Ransomware will continue to be exacerbated by work from home as VPNs, formerly the remote security solution of choice, continue to offer limited protection and sag under the weight of increased traffic.

Supply chain security

Despite the intense scrutiny on the supply chain, attackers continue to slip under the radar — that is, until a campaign, like the one involving SolarWinds, shows visible signs of damage. The supply chain will continue to get a lion’s share of the attention in 2022, both for the pandemic-provoked shortages that will likely continue well into the new year and the security shortcomings and vulnerabilities that threaten to lay it low.

While the recent Log4j debacle is not a supply chain issue per se, the reaction of organizations across the board was similar to the reaction to SolarWinds. And the situation delivers some of the same lessons learned from SolarWinds — primarily understanding what’s under the hood. So many companies and agencies don’t really understand what they’re running so they don’t know how to fix it, much less how to. That’s a particularly risky scenario in a supply chain, when organizations don’t just have to worry about what’s under their own hoods but also what other companies in a supply chain are running as well and how diligent they are in responding to vulnerabilities or simply securing their assets. Many security vulnerabilities have a long tail, so problems can kick up in a supply chain well after the initial hullabaloo over a flaw or weakness has died down.

It’s important to consider the health of the entire supply chain and demand that third parties ensure they place a premium on security — not just a checkbox of security solutions, but actual insight into how their organizations handle security.

Talent shortage

With unemployment at its lowest levels in decades and workers resigning across industries, “the great resignation,” as they negotiate better jobs or seek to stay safe during the ongoing pandemic, the talent shortage that has existed in security for the last several years and projected for years to come has been amplified.

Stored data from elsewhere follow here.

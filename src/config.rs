use std::fmt;
use std::str::FromStr;

use crate::embedding::openai::DEFAULT_EMBEDDING_MODEL;
use crate::providers::openai::OpenAiConfig;

/// Process configuration, read once at startup from the environment (with an
/// optional `.env` file loaded first).
#[derive(Clone, Debug)]
pub struct Config {
    pub server: ServerConfig,
    pub cors: CorsConfig,
    pub openai: OpenAiConfig,
    pub cache: CacheConfig,
    pub redis: RedisConfig,
}

#[derive(Clone, Debug)]
pub struct ServerConfig {
    pub port: u16,
    pub read_timeout_secs: u64,
    pub write_timeout_secs: u64,
}

#[derive(Clone, Debug)]
pub struct CorsConfig {
    pub allowed_origins: Vec<String>,
    pub allowed_methods: Vec<String>,
    pub allowed_headers: Vec<String>,
    pub allow_credentials: bool,
    pub max_age: u64,
}

impl Default for CorsConfig {
    fn default() -> Self {
        Self {
            allowed_origins: vec!["*".to_string()],
            allowed_methods: ["GET", "POST", "PUT", "DELETE", "OPTIONS"]
                .map(str::to_string)
                .to_vec(),
            allowed_headers: ["Content-Type", "Authorization"].map(str::to_string).to_vec(),
            allow_credentials: true,
            max_age: 86_400,
        }
    }
}

#[derive(Clone, Debug)]
pub struct CacheConfig {
    pub enabled: bool,
    pub similarity_threshold: f64,
    pub ttl_secs: u64,
    pub embedding_model: String,
}

#[derive(Clone)]
pub struct RedisConfig {
    pub addr: String,
    pub password: String,
    pub db: u32,
    pub index_name: String,
}

impl RedisConfig {
    pub fn url(&self) -> String {
        if self.password.is_empty() {
            format!("redis://{}/{}", self.addr, self.db)
        } else {
            format!("redis://:{}@{}/{}", self.password, self.addr, self.db)
        }
    }
}

impl fmt::Debug for RedisConfig {
    fn fmt(&self, f: &mut fmt::Formatter<'_>) -> fmt::Result {
        f.debug_struct("RedisConfig")
            .field("addr", &self.addr)
            .field("password", &"<redacted>")
            .field("db", &self.db)
            .field("index_name", &self.index_name)
            .finish()
    }
}

impl Config {
    /// Load `.env` (when present) and parse the environment.
    pub fn load() -> Self {
        let _ = dotenvy::dotenv();
        Self::from_env()
    }

    pub fn from_env() -> Self {
        Self {
            server: ServerConfig {
                port: env_parse("SERVER_PORT", 8080),
                read_timeout_secs: env_parse("SERVER_READ_TIMEOUT", 30),
                write_timeout_secs: env_parse("SERVER_WRITE_TIMEOUT", 30),
            },
            cors: CorsConfig {
                allowed_origins: env_list("CORS_ALLOWED_ORIGINS", &["*"]),
                allowed_methods: env_list(
                    "CORS_ALLOWED_METHODS",
                    &["GET", "POST", "PUT", "DELETE", "OPTIONS"],
                ),
                allowed_headers: env_list(
                    "CORS_ALLOWED_HEADERS",
                    &["Content-Type", "Authorization"],
                ),
                allow_credentials: env_parse("CORS_ALLOW_CREDENTIALS", true),
                max_age: env_parse("CORS_MAX_AGE", 86_400),
            },
            openai: OpenAiConfig {
                api_key: env_or("OPENAI_API_KEY", ""),
                base_url: env_or(
                    "OPENAI_BASE_URL",
                    crate::providers::openai::DEFAULT_BASE_URL,
                ),
                timeout_secs: env_parse("OPENAI_TIMEOUT", 60),
                max_retries: env_parse("OPENAI_MAX_RETRIES", 3),
            },
            cache: CacheConfig {
                enabled: env_parse("CACHE_ENABLED", false),
                similarity_threshold: env_parse(
                    "CACHE_SIMILARITY_THRESHOLD",
                    crate::cache::DEFAULT_SIMILARITY_THRESHOLD,
                ),
                ttl_secs: env_parse("CACHE_TTL_SECONDS", 3600),
                embedding_model: env_or("CACHE_EMBEDDING_MODEL", DEFAULT_EMBEDDING_MODEL),
            },
            redis: RedisConfig {
                addr: env_or("REDIS_ADDR", "127.0.0.1:6379"),
                password: env_or("REDIS_PASSWORD", ""),
                db: env_parse("REDIS_DB", 0),
                index_name: env_or("CACHE_INDEX_NAME", "calcifer-cache"),
            },
        }
    }
}

fn env_or(key: &str, default: &str) -> String {
    std::env::var(key)
        .ok()
        .filter(|value| !value.trim().is_empty())
        .unwrap_or_else(|| default.to_string())
}

fn env_parse<T: FromStr>(key: &str, default: T) -> T {
    std::env::var(key)
        .ok()
        .and_then(|value| value.trim().parse().ok())
        .unwrap_or(default)
}

fn env_list(key: &str, default: &[&str]) -> Vec<String> {
    match std::env::var(key) {
        Ok(value) if !value.trim().is_empty() => value
            .split(',')
            .map(|item| item.trim().to_string())
            .filter(|item| !item.is_empty())
            .collect(),
        _ => default.iter().map(|item| item.to_string()).collect(),
    }
}

#[cfg(test)]
mod tests {
    use super::*;

    #[test]
    fn redis_url_includes_password_and_db() {
        let plain = RedisConfig {
            addr: "127.0.0.1:6379".to_string(),
            password: String::new(),
            db: 0,
            index_name: "calcifer-cache".to_string(),
        };
        assert_eq!(plain.url(), "redis://127.0.0.1:6379/0");

        let secured = RedisConfig {
            password: "hunter2".to_string(),
            db: 3,
            ..plain
        };
        assert_eq!(secured.url(), "redis://:hunter2@127.0.0.1:6379/3");
    }

    #[test]
    fn redis_debug_redacts_password() {
        let config = RedisConfig {
            addr: "127.0.0.1:6379".to_string(),
            password: "hunter2".to_string(),
            db: 0,
            index_name: "calcifer-cache".to_string(),
        };
        let rendered = format!("{config:?}");
        assert!(!rendered.contains("hunter2"));
    }
}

It complicates and compromises security, particularly as teams are expected to protect remote work, which increases the threat landscape. All these elements have piled on top of each other to not only add to the talent shortage, but to its impact on security. IT security is still a young, undefined field, which may explain why it doesn’t have the cachet of more established careers — that makes attracting talent more difficult. Organizations would do well to more clearly define what a career in security could be, the payoffs, not just monetarily but in terms of showing the satisfaction of having a greater purpose rather than just a job. In addition, this is a good opportunity for companies and agencies to diversify their security workforces, tapping women and other under-represented groups to fill the yawning gap. It’s also a good time to rethink qualifications — better to find talent that have soft skills and curiosity than to require certain degrees and certifications. By expanding the pool of potential applicants, organizations will consider candidates who would have been passed over before but who could prove valuable members of their teams.

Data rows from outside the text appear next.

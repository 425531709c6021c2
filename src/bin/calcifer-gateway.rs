use std::sync::Arc;
use std::time::Duration;

use tracing_subscriber::layer::SubscriberExt as _;
use tracing_subscriber::util::SubscriberInitExt as _;

use calcifer::cache::redis::RedisVectorSearch;
use calcifer::cache::SemanticCacheService;
use calcifer::config::Config;
use calcifer::embedding::{EmbeddingGenerator as _, OpenAiEmbeddings};
use calcifer::providers::{echo, openai, EchoProvider, OpenAiProvider};
use calcifer::{CostCalculator, Gateway, GatewayHttpState, PricingRegistry, ProviderRegistry};

#[tokio::main]
async fn main() -> Result<(), Box<dyn std::error::Error>> {
    init_tracing()?;
    let config = Config::load();

    let registry = Arc::new(ProviderRegistry::new());
    let pricing = Arc::new(PricingRegistry::new());

    // The echo provider needs no configuration and is always available.
    registry.register(Arc::new(EchoProvider::new()))?;
    echo::register_pricing(&pricing)?;

    if config.openai.api_key.trim().is_empty() {
        tracing::warn!("OPENAI_API_KEY not set, openai provider disabled");
    } else {
        registry.register(Arc::new(OpenAiProvider::new(config.openai.clone())?))?;
        openai::register_pricing(&pricing)?;
        tracing::info!("openai provider registered");
    }

    let cost = CostCalculator::new(pricing);
    let mut gateway = Gateway::new(registry, cost)
        .with_cache_ttl(Duration::from_secs(config.cache.ttl_secs));

    if config.cache.enabled {
        let embeddings = Arc::new(
            OpenAiEmbeddings::new(config.openai.api_key.clone())?
                .with_base_url(config.openai.base_url.clone())
                .with_model(config.cache.embedding_model.clone()),
        );
        let search = Arc::new(
            RedisVectorSearch::connect(
                &config.redis.url(),
                &config.redis.index_name,
                embeddings.dimension(),
            )
            .await?,
        );
        gateway = gateway.with_cache(Arc::new(SemanticCacheService::new(
            embeddings,
            search,
            config.cache.similarity_threshold,
        )));
        tracing::info!(
            threshold = config.cache.similarity_threshold,
            index = %config.redis.index_name,
            "semantic cache enabled"
        );
    } else {
        tracing::info!("semantic cache disabled");
    }

    let state = GatewayHttpState::new(Arc::new(gateway)).with_cors(config.cors.clone());
    let app = calcifer::router(state);

    let addr = format!("0.0.0.0:{}", config.server.port);
    let listener = tokio::net::TcpListener::bind(&addr).await?;
    tracing::info!("calcifer-gateway listening on {addr}");
    axum::serve(listener, app)
        .with_graceful_shutdown(shutdown_signal())
        .await?;
    tracing::info!("shutdown complete");
    Ok(())
}

async fn shutdown_signal() {
    let _ = tokio::signal::ctrl_c().await;
    tracing::info!("shutdown signal received");
}

fn init_tracing() -> Result<(), Box<dyn std::error::Error>> {
    let env_filter = tracing_subscriber::EnvFilter::try_from_default_env()
        .unwrap_or_else(|_| tracing_subscriber::EnvFilter::new("info"));
    tracing_subscriber::registry()
        .with(env_filter)
        .with(tracing_subscriber::fmt::layer().with_target(false))
        .try_init()?;
    Ok(())
}
pub(crate) mod http;
pub(crate) mod sse;

#[doc(hidden)]
pub mod test_support;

Avoiding or at least mitigating these security woes, in large part, means getting back to fundamentals. Organizations must consider where their data and assets are (hint: they’re not  just in the data center); determine the likely threats; create risk profiles; and invest in the tools that will bolster their security postures.

Trust will grow in importance in 2022 — organizations should ramp up their Zero Trust Network Access (ZTNA) initiative, a key element of the Secure Access Service Edge (SASE) framework that’s especially suited to protecting remote work while allowing employees to securely access the resources they need from wherever they are.

As much as CISOs would like to put a coda on 2021 with its devastating ransomware attacks, supply chain vulnerabilities and yawning talent gap, it seems that many of the same issues will be amplified in 2022. Hopefully, organizations have learned from 2021, will reach into a more enriched toolkit for solutions and those issues won’t have the same devastating effects going forward.